**INSTRUCTIONS FOR THE TASK**
How do the lines below between the ones holding "impl From<CartError> for" and "-> Result<Vec<Product>, StoreError>;", inclusive, read? Give them again exactly, with no other lines.
==========
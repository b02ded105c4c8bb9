use std::sync::Arc;

use tracing::{debug, info, instrument};
use validator::Validate;

use crate::domain::aggregates::{Category, CategoryInput, Product, ProductInput};
use crate::domain::query::{Pagination, ProductFilter, ProductPage, ProductQuery, SearchParams};
use crate::domain::value_objects::{CategoryId, ProductId};
use crate::error::{AppError, Result};
use crate::store::CatalogStore;

const PRODUCT_NOT_FOUND: &str = "Product not found";

#[derive(Clone)]
pub struct CatalogService {
    store: Arc<dyn CatalogStore>,
    max_page_size: u32,
}

/// Path identifiers that do not parse cannot name an existing product.
fn product_id(raw: &str) -> Result<ProductId> {
    raw.parse().map_err(|_| AppError::not_found(PRODUCT_NOT_FOUND))
}

impl CatalogService {
    pub fn new(store: Arc<dyn CatalogStore>, max_page_size: u32) -> Self { Self { store, max_page_size } }

    /// Every product, newest first.
    pub async fn list_all(&self) -> Result<Vec<Product>> {
        Ok(self.store.find_products(&ProductQuery::all(ProductFilter::default())).await?)
    }

    #[instrument(skip(self))]
    pub async fn get(&self, id: &str) -> Result<Product> {
        let id = product_id(id)?;
        self.store.get_product(id).await?.ok_or_else(|| AppError::not_found(PRODUCT_NOT_FOUND))
    }

    #[instrument(skip(self))]
    pub async fn list_by_category(&self, category_id: &str) -> Result<Vec<Product>> {
        let category: CategoryId = category_id.parse().map_err(|_| AppError::validation("Invalid category id"))?;
        Ok(self.store.find_products(&ProductQuery::all(ProductFilter::by_category(category))).await?)
    }

    /// Filtered, sorted page of products together with the total match count.
    #[instrument(skip(self, params))]
    pub async fn search(&self, params: SearchParams) -> Result<ProductPage> {
        let query = params.into_query(self.max_page_size)?;
        let page = query.page.ok_or_else(|| AppError::Internal("search query without a page".into()))?;

        let (total, products) =
            tokio::try_join!(self.store.count_products(&query.filter), self.store.find_products(&query))?;
        debug!(total, page = page.number, limit = page.size, "Product search");

        Ok(ProductPage { products, pagination: Pagination::new(total, page) })
    }

    #[instrument(skip(self, input))]
    pub async fn create(&self, input: ProductInput) -> Result<Product> {
        input.validate_for_create()?;
        let product = self.store.insert_product(input).await?;
        info!(product_id = %product.id, "Product created");
        Ok(product)
    }

    /// Full replacement: fields absent from `input` are cleared.
    #[instrument(skip(self, input))]
    pub async fn update(&self, id: &str, input: ProductInput) -> Result<Product> {
        let id = product_id(id)?;
        input.validate_for_update()?;
        let product = self.store.replace_product(id, input).await?.ok_or_else(|| AppError::not_found(PRODUCT_NOT_FOUND))?;
        info!(product_id = %id, "Product replaced");
        Ok(product)
    }

    #[instrument(skip(self))]
    pub async fn delete(&self, id: &str) -> Result<()> {
        let id = product_id(id)?;
        if !self.store.delete_product(id).await? {
            return Err(AppError::not_found(PRODUCT_NOT_FOUND));
        }
        info!(product_id = %id, "Product deleted");
        Ok(())
    }

    pub async fn list_categories(&self) -> Result<Vec<Category>> {
        Ok(self.store.list_categories().await?)
    }

    #[instrument(skip(self, input))]
    pub async fn create_category(&self, input: CategoryInput) -> Result<Category> {
        input.validate()?;
        if input.name.trim().is_empty() {
            return Err(AppError::validation("Category name is required"));
        }
        let category = self.store.insert_category(input).await?;
        info!(category_id = %category.id, "Category created");
        Ok(category)
    }

    pub async fn ping(&self) -> Result<()> {
        Ok(self.store.ping().await?)
    }
}
//! Application state shared across handlers.

use std::sync::Arc;

use crate::auth::TokenVerifier;
use crate::services::{CartService, CatalogService};
use crate::store::{CartStore, CatalogStore};

/// Cheaply cloneable via `Arc`.
#[derive(Clone)]
pub struct AppState {
    inner: Arc<AppStateInner>,
}

struct AppStateInner {
    catalog: CatalogService,
    carts: CartService,
    tokens: TokenVerifier,
}

impl AppState {
    /// Builds the state over one store serving both catalog and carts.
    pub fn new<S>(store: Arc<S>, tokens: TokenVerifier, max_page_size: u32) -> Self
    where
        S: CatalogStore + CartStore + 'static,
    {
        let catalog_store: Arc<dyn CatalogStore> = store.clone();
        let cart_store: Arc<dyn CartStore> = store;
        Self {
            inner: Arc::new(AppStateInner {
                catalog: CatalogService::new(catalog_store, max_page_size),
                carts: CartService::new(cart_store),
                tokens,
            }),
        }
    }

    #[must_use]
    pub fn catalog(&self) -> &CatalogService {
        &self.inner.catalog
    }

    #[must_use]
    pub fn carts(&self) -> &CartService {
        &self.inner.carts
    }

    #[must_use]
    pub fn tokens(&self) -> &TokenVerifier {
        &self.inner.tokens
    }
}
//! Handler error type.
//!
//! Every handler returns `Result<T, AppError>`. Store failures are logged
//! with their detail and answered with a generic message.

use axum::{
    extract::rejection::{JsonRejection, QueryRejection},
    http::StatusCode,
    response::{IntoResponse, Response},
    Json,
};
use serde_json::json;
use thiserror::Error;

use crate::domain::aggregates::ProductError;
use crate::domain::query::QueryError;
use crate::domain::value_objects::Quantity;
use crate::store::{CartStoreError, StoreError};

#[derive(Debug, Error)]
pub enum AppError {
    /// Request data failed validation.
    #[error("{0}")]
    Validation(String),

    /// Missing or invalid credentials.
    #[error("{0}")]
    Unauthorized(String),

    /// Resource not found.
    #[error("{0}")]
    NotFound(String),

    /// Store operation failed.
    #[error("Store error: {0}")]
    Store(#[from] StoreError),

    /// Internal server error.
    #[error("Internal error: {0}")]
    Internal(String),
}

impl AppError {
    pub fn validation(message: impl Into<String>) -> Self { Self::Validation(message.into()) }

    pub fn not_found(message: impl Into<String>) -> Self { Self::NotFound(message.into()) }

    pub fn status(&self) -> StatusCode {
        match self {
            Self::Validation(_) => StatusCode::BAD_REQUEST,
            Self::Unauthorized(_) => StatusCode::UNAUTHORIZED,
            Self::NotFound(_) => StatusCode::NOT_FOUND,
            Self::Store(_) | Self::Internal(_) => StatusCode::INTERNAL_SERVER_ERROR,
        }
    }
}

impl IntoResponse for AppError {
    fn into_response(self) -> Response {
        let status = self.status();

        // Don't expose internal error details to clients
        let message = match &self {
            Self::Store(_) | Self::Internal(_) => {
                tracing::error!(error = %self, "Request error");
                "Internal server error".to_string()
            }
            _ => self.to_string(),
        };

        (status, Json(json!({ "message": message }))).into_response()
    }
}

impl From<QueryError> for AppError {
    fn from(err: QueryError) -> Self { Self::Validation(err.to_string()) }
}

impl From<ProductError> for AppError {
    fn from(err: ProductError) -> Self { Self::Validation(err.to_string()) }
}

impl From<CartStoreError> for AppError {
    fn from(err: CartStoreError) -> Self {
        match err {
            CartStoreError::ProductNotFound => Self::not_found("Product not found"),
            CartStoreError::ItemNotFound => Self::not_found("Cart item not found"),
            CartStoreError::InsufficientStock { available } => {
                Self::Validation(format!("Insufficient stock: only {available} available"))
            }
            CartStoreError::QuantityTooLarge => {
                Self::Validation(format!("Cart quantity must not exceed {}", Quantity::MAX))
            }
            CartStoreError::Store(err) => Self::Store(err),
        }
    }
}

impl From<validator::ValidationErrors> for AppError {
    fn from(errors: validator::ValidationErrors) -> Self {
        let message = errors
            .field_errors()
            .into_values()
            .flatten()
            .find_map(|e| e.message.as_ref().map(ToString::to_string))
            .unwrap_or_else(|| "Invalid request".to_string());
        Self::Validation(message)
    }
}

impl From<JsonRejection> for AppError {
    fn from(rejection: JsonRejection) -> Self { Self::Validation(rejection.body_text()) }
}

impl From<QueryRejection> for AppError {
    fn from(rejection: QueryRejection) -> Self { Self::Validation(rejection.body_text()) }
}

pub type Result<T> = std::result::Result<T, AppError>;

#[cfg(test)]
mod tests {
    use super::*;
    use validator::Validate;

    async fn body(err: AppError) -> (StatusCode, serde_json::Value) {
        let response = err.into_response();
        let status = response.status();
        let bytes = axum::body::to_bytes(response.into_body(), usize::MAX).await.unwrap();
        (status, serde_json::from_slice(&bytes).unwrap())
    }

    #[tokio::test]
    async fn test_internal_detail_hidden() {
        let (status, json) = body(StoreError::DataCorruption("negative stock on product x".into()).into()).await;
        assert_eq!(status, StatusCode::INTERNAL_SERVER_ERROR);
        assert_eq!(json["message"], "Internal server error");
    }

    #[tokio::test]
    async fn test_validation_message_returned() {
        let (status, json) = body(ProductError::MissingMainImage.into()).await;
        assert_eq!(status, StatusCode::BAD_REQUEST);
        assert_eq!(json["message"], "Main image URL is required");
    }

    #[test]
    fn test_cart_outcomes_mapped() {
        assert_eq!(AppError::from(CartStoreError::ProductNotFound).status(), StatusCode::NOT_FOUND);
        assert_eq!(AppError::from(CartStoreError::ItemNotFound).status(), StatusCode::NOT_FOUND);
        assert_eq!(AppError::from(CartStoreError::InsufficientStock { available: 2 }).status(), StatusCode::BAD_REQUEST);
        let too_large = AppError::from(CartStoreError::QuantityTooLarge);
        assert_eq!(too_large.status(), StatusCode::BAD_REQUEST);
        assert!(!too_large.to_string().contains("available"));
        let store = CartStoreError::Store(StoreError::DataCorruption("bad".into()));
        assert_eq!(AppError::from(store).status(), StatusCode::INTERNAL_SERVER_ERROR);
    }

    #[test]
    fn test_validator_message_used() {
        let err = crate::domain::aggregates::UpdateItemRequest { quantity: 0 }.validate().unwrap_err();
        assert_eq!(AppError::from(err).to_string(), "Quantity must be between 1 and 2147483647");
    }
}
//! Document store abstraction.
//!
//! The catalog and cart services only talk to these traits. Two backends
//! implement them:
//!
//! - [`postgres::PgStore`] keeps products, categories and carts in `PostgreSQL`
//!   (JSONB and array columns for the document-shaped fields).
//! - [`memory::MemoryStore`] keeps everything in concurrent maps, for local
//!   development and tests.
//!
//! Category population is a join the store performs at read time; cart
//! increments are atomic in both backends.

use async_trait::async_trait;
use thiserror::Error;

use crate::domain::aggregates::{Cart, CartError, Category, CategoryInput, Product, ProductInput};
use crate::domain::query::{ProductFilter, ProductQuery};
use crate::domain::value_objects::{LineItemId, ProductId, Quantity, UserId};

pub mod memory;
pub mod postgres;

pub use memory::MemoryStore;
pub use postgres::PgStore;

/// Failures of the underlying store.
#[derive(Debug, Error)]
pub enum StoreError {
    /// Database error from sqlx.
    #[error("database error: {0}")]
    Database(#[from] sqlx::Error),

    /// Schema migration failed.
    #[error("migration error: {0}")]
    Migration(#[from] sqlx::migrate::MigrateError),

    /// Stored data does not fit the domain model.
    #[error("data corruption: {0}")]
    DataCorruption(String),
}

/// Outcomes of a cart mutation other than success.
#[derive(Debug, Error)]
pub enum CartStoreError {
    #[error("product not found")]
    ProductNotFound,

    #[error("cart item not found")]
    ItemNotFound,

    #[error("only {available} in stock")]
    InsufficientStock { available: u32 },

    #[error("cart quantity exceeds {}", Quantity::MAX)]
    QuantityTooLarge,

    #[error(transparent)]
    Store(#[from] StoreError),
}

impl From<CartError> for CartStoreError {
    fn from(err: CartError) -> Self {
        match err {
            CartError::ItemNotFound => Self::ItemNotFound,
            CartError::InsufficientStock { available } => Self::InsufficientStock { available },
            CartError::QuantityTooLarge => Self::QuantityTooLarge,
        }
    }
}

#[async_trait]
pub trait CatalogStore: Send + Sync {
    /// Filtered, sorted and optionally paginated products with categories populated.
    async fn find_products(&self, query: &ProductQuery) -> Result<Vec<Product>, StoreError>;

    async fn count_products(&self, filter: &ProductFilter) -> Result<u64, StoreError>;

    async fn get_product(&self, id: ProductId) -> Result<Option<Product>, StoreError>;

    async fn insert_product(&self, input: ProductInput) -> Result<Product, StoreError>;

    /// Full replacement. `None` when no product has this id.
    async fn replace_product(&self, id: ProductId, input: ProductInput) -> Result<Option<Product>, StoreError>;

    /// Returns false when no product has this id.
    async fn delete_product(&self, id: ProductId) -> Result<bool, StoreError>;

    async fn list_categories(&self) -> Result<Vec<Category>, StoreError>;

    async fn insert_category(&self, input: CategoryInput) -> Result<Category, StoreError>;

    /// Cheap round-trip used by the readiness probe.
    async fn ping(&self) -> Result<(), StoreError>;
}

#[async_trait]
pub trait CartStore: Send + Sync {
    /// `None` when the user has no cart.
    async fn get_cart(&self, user: UserId) -> Result<Option<Cart>, StoreError>;

    /// Atomically adds `quantity` of a product, creating the cart and line as
    /// needed and enforcing the product's stock.
    async fn add_item(&self, user: UserId, product_id: ProductId, quantity: Quantity) -> Result<Cart, CartStoreError>;

    async fn set_item_quantity(&self, user: UserId, item_id: LineItemId, quantity: Quantity) -> Result<Cart, CartStoreError>;

    async fn remove_item(&self, user: UserId, item_id: LineItemId) -> Result<Cart, CartStoreError>;

    /// Deletes the cart. Succeeds when there is none.
    async fn clear_cart(&self, user: UserId) -> Result<(), StoreError>;
}
#[async_trait]
impl CatalogStore for PgStore {
    async fn find_products(&self, query: &ProductQuery) -> Result<Vec<Product>, StoreError> {
        let mut qb = QueryBuilder::<Postgres>::new(format!(
            "SELECT {PRODUCT_COLUMNS} FROM products p LEFT JOIN categories c ON c.id = p.category_id"
        ));
        push_filter(&mut qb, &query.filter);

        let direction = query.sort.order.sql();
        qb.push(format!(" ORDER BY p.{} {direction} NULLS LAST, p.id {direction}", query.sort.field.column()));

        if let Some(page) = query.page {
            qb.push(" LIMIT ").push_bind(i64::from(page.size));
            qb.push(" OFFSET ").push_bind(i64::try_from(page.offset()).unwrap_or(i64::MAX));
        }

        let rows = qb.build_query_as::<ProductRow>().fetch_all(&self.pool).await?;
        rows.into_iter().map(Product::try_from).collect()
    }

    async fn count_products(&self, filter: &ProductFilter) -> Result<u64, StoreError> {
        let mut qb = QueryBuilder::<Postgres>::new("SELECT COUNT(*) FROM products p");
        push_filter(&mut qb, filter);
        let count = qb.build_query_scalar::<i64>().fetch_one(&self.pool).await?;
        u64::try_from(count).map_err(|_| StoreError::DataCorruption(format!("negative count {count}")))
    }

    async fn get_product(&self, id: ProductId) -> Result<Option<Product>, StoreError> {
        let row = sqlx::query_as::<_, ProductRow>(&format!(
            "SELECT {PRODUCT_COLUMNS} FROM products p LEFT JOIN categories c ON c.id = p.category_id WHERE p.id = $1"
        ))
        .bind(id)
        .fetch_optional(&self.pool)
        .await?;
        row.map(Product::try_from).transpose()
    }

    async fn insert_product(&self, input: ProductInput) -> Result<Product, StoreError> {
        let mut qb = QueryBuilder::<Postgres>::new(format!("WITH p AS (INSERT INTO products (id, {PRODUCT_WRITE_COLUMNS}) VALUES ("));
        qb.push_bind(ProductId::generate()).push(", ");
        push_product_values(&mut qb, input)?;
        qb.push(format!(") RETURNING *) SELECT {PRODUCT_COLUMNS} FROM p LEFT JOIN categories c ON c.id = p.category_id"));

        let row = qb.build_query_as::<ProductRow>().fetch_one(&self.pool).await?;
        Product::try_from(row)
    }

    async fn replace_product(&self, id: ProductId, input: ProductInput) -> Result<Option<Product>, StoreError> {
        let mut qb = QueryBuilder::<Postgres>::new(format!("WITH p AS (UPDATE products SET ({PRODUCT_WRITE_COLUMNS}) = ROW("));
        push_product_values(&mut qb, input)?;
        qb.push("), updated_at = NOW() WHERE id = ").push_bind(id);
        qb.push(format!(" RETURNING *) SELECT {PRODUCT_COLUMNS} FROM p LEFT JOIN categories c ON c.id = p.category_id"));

        let row = qb.build_query_as::<ProductRow>().fetch_optional(&self.pool).await?;
        row.map(Product::try_from).transpose()
    }

    async fn delete_product(&self, id: ProductId) -> Result<bool, StoreError> {
        let result = sqlx::query("DELETE FROM products WHERE id = $1").bind(id).execute(&self.pool).await?;
        Ok(result.rows_affected() > 0)
    }

    async fn list_categories(&self) -> Result<Vec<Category>, StoreError> {
        let rows = sqlx::query_as::<_, CategoryRow>("SELECT id, name, created_at FROM categories ORDER BY name")
            .fetch_all(&self.pool)
            .await?;
        Ok(rows.into_iter().map(Category::from).collect())
    }

    async fn insert_category(&self, input: CategoryInput) -> Result<Category, StoreError> {
        let category = Category::create(input, Utc::now());
        let row = sqlx::query_as::<_, CategoryRow>(
            "INSERT INTO categories (id, name, created_at) VALUES ($1, $2, $3) RETURNING id, name, created_at",
        )
        .bind(category.id)
        .bind(&category.name)
        .bind(category.created_at)
        .fetch_one(&self.pool)
        .await?;
        Ok(row.into())
    }

    async fn ping(&self) -> Result<(), StoreError> {
        sqlx::query("SELECT 1").execute(&self.pool).await?;
        Ok(())
    }
}

#[async_trait]
impl CartStore for PgStore {
    async fn get_cart(&self, user: UserId) -> Result<Option<Cart>, StoreError> {
        self.load_cart(user).await
    }

    async fn add_item(&self, user: UserId, product_id: ProductId, quantity: Quantity) -> Result<Cart, CartStoreError> {
        let stock = self.stock_of(product_id).await?;
        let requested = quantity_param(quantity)?;

        let mut tx = self.pool.begin().await.map_err(StoreError::from)?;
        sqlx::query("INSERT INTO carts (user_id) VALUES ($1) ON CONFLICT (user_id) DO UPDATE SET updated_at = NOW()")
            .bind(user)
            .execute(&mut *tx)
            .await
            .map_err(StoreError::from)?;

        // Single statement: concurrent adds of the same product merge instead
        // of overwriting each other, and the stock guard sees the merged value.
        let merged: Option<i32> = sqlx::query_scalar(
            r#"
            INSERT INTO cart_items (id, user_id, product_id, quantity)
            SELECT $1, $2, $3, $4
            WHERE $4 <= COALESCE((SELECT stock FROM products WHERE id = $3), $4)
            ON CONFLICT (user_id, product_id) DO UPDATE
                SET quantity = cart_items.quantity + EXCLUDED.quantity
                WHERE cart_items.quantity::BIGINT + EXCLUDED.quantity <= COALESCE(
                    (SELECT stock FROM products WHERE id = EXCLUDED.product_id),
                    2147483647)
            RETURNING quantity
            "#,
        )
        .bind(LineItemId::generate())
        .bind(user)
        .bind(product_id)
        .bind(requested)
        .fetch_optional(&mut *tx)
        .await
        .map_err(StoreError::from)?;

        if merged.is_none() {
            let existing: Option<i32> =
                sqlx::query_scalar("SELECT quantity FROM cart_items WHERE user_id = $1 AND product_id = $2")
                    .bind(user)
                    .bind(product_id)
                    .fetch_optional(&mut *tx)
                    .await
                    .map_err(StoreError::from)?;
            tx.rollback().await.map_err(StoreError::from)?;
            return Err(rejected_merge(existing, quantity, stock));
        }
        tx.commit().await.map_err(StoreError::from)?;

        self.loaded_cart(user).await
    }

    async fn set_item_quantity(&self, user: UserId, item_id: LineItemId, quantity: Quantity) -> Result<Cart, CartStoreError> {
        let product_id: ProductId = sqlx::query_scalar("SELECT product_id FROM cart_items WHERE id = $1 AND user_id = $2")
            .bind(item_id)
            .bind(user)
            .fetch_optional(&self.pool)
            .await
            .map_err(StoreError::from)?
            .ok_or(CartStoreError::ItemNotFound)?;
        let stock = self.stock_of(product_id).await?;
        let requested = quantity_param(quantity)?;

        let result = sqlx::query(
            r#"
            UPDATE cart_items SET quantity = $3
            WHERE id = $1 AND user_id = $2
              AND $3 <= COALESCE((SELECT stock FROM products WHERE id = cart_items.product_id), $3)
            "#,
        )
        .bind(item_id)
        .bind(user)
        .bind(requested)
        .execute(&self.pool)
        .await
        .map_err(StoreError::from)?;

        if result.rows_affected() == 0 {
            return Err(match stock {
                Some(available) if quantity.value() > available => CartStoreError::InsufficientStock { available },
                _ => CartStoreError::ItemNotFound,
            });
        }
        self.touch_cart(user).await?;
        self.loaded_cart(user).await
    }

    async fn remove_item(&self, user: UserId, item_id: LineItemId) -> Result<Cart, CartStoreError> {
        let result = sqlx::query("DELETE FROM cart_items WHERE id = $1 AND user_id = $2")
            .bind(item_id)
            .bind(user)
            .execute(&self.pool)
            .await
            .map_err(StoreError::from)?;
        if result.rows_affected() == 0 {
            return Err(CartStoreError::ItemNotFound);
        }
        self.touch_cart(user).await?;
        self.loaded_cart(user).await
    }

    async fn clear_cart(&self, user: UserId) -> Result<(), StoreError> {
        sqlx::query("DELETE FROM carts WHERE user_id = $1").bind(user).execute(&self.pool).await?;
        Ok(())
    }
}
==========
**WRITTEN ANSWER**
impl From<CartError> for CartStoreError {
    fn from(err: CartError) -> Self {
        match err {
            CartError::ItemNotFound => Self::ItemNotFound,
            CartError::InsufficientStock { available } => Self::InsufficientStock { available },
            CartError::QuantityTooLarge => Self::QuantityTooLarge,
        }
    }
}

#[async_trait]
pub trait CatalogStore: Send + Sync {
    /// Filtered, sorted and optionally paginated products with categories populated.
    async fn find_products(&self, query: &ProductQuery) -> Result<Vec<Product>, StoreError>;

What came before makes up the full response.